- _WORK TASK_
Lines from the entries below that hold "const" form the answer; copy all of them.
○ ○ ○
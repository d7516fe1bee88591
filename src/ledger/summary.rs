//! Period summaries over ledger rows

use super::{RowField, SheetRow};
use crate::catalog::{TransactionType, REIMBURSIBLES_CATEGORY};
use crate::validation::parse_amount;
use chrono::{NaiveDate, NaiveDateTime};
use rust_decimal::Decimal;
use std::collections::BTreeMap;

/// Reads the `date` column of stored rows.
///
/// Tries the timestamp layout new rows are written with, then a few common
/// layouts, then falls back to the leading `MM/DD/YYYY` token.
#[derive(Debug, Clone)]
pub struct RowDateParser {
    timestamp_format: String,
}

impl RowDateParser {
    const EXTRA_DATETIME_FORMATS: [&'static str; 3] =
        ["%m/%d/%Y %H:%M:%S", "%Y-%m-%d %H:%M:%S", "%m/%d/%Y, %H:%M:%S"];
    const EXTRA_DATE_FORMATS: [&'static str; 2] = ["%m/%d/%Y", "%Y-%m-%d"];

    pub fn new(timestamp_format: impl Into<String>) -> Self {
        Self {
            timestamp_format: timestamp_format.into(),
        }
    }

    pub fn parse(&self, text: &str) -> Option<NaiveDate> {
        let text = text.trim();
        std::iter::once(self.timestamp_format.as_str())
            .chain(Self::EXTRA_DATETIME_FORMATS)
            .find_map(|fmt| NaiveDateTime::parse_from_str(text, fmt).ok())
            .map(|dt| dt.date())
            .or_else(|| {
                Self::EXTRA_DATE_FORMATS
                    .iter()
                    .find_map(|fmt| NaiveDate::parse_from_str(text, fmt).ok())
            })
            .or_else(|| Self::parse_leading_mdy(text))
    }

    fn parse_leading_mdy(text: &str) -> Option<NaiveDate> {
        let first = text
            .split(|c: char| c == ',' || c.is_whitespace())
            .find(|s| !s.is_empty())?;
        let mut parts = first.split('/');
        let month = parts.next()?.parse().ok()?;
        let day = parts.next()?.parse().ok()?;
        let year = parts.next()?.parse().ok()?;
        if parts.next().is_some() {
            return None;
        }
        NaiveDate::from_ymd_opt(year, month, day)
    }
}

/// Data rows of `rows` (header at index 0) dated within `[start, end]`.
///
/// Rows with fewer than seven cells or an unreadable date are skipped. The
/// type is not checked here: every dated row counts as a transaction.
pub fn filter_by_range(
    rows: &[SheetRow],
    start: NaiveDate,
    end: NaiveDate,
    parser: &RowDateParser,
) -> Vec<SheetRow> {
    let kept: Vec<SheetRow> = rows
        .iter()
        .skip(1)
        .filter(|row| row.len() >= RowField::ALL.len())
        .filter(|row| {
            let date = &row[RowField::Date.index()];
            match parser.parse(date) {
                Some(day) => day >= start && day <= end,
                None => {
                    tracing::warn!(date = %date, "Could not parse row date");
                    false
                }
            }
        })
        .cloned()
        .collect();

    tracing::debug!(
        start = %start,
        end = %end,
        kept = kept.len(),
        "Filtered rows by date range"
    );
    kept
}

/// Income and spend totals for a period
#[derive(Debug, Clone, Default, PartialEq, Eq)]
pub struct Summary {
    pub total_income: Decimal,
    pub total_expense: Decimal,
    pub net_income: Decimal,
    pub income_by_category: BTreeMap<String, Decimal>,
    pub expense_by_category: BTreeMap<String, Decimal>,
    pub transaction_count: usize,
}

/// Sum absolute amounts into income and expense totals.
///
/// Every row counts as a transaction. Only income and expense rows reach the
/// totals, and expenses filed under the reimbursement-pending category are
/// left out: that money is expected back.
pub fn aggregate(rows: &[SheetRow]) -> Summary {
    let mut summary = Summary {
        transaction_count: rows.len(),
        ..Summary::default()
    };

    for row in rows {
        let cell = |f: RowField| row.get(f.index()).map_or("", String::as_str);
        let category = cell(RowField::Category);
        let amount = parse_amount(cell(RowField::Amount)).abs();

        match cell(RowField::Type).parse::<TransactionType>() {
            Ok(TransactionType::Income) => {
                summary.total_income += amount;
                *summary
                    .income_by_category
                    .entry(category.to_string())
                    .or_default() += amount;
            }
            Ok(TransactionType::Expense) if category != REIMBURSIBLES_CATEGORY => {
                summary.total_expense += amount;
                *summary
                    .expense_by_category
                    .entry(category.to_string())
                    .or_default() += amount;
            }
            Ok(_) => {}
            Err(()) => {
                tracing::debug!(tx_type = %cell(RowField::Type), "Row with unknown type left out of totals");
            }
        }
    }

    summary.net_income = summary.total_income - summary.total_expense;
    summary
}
○ ○ ○
- _RESPONSE AREA_
    const EXTRA_DATETIME_FORMATS: [&'static str; 3] =
    const EXTRA_DATE_FORMATS: [&'static str; 2] = ["%m/%d/%Y", "%Y-%m-%d"];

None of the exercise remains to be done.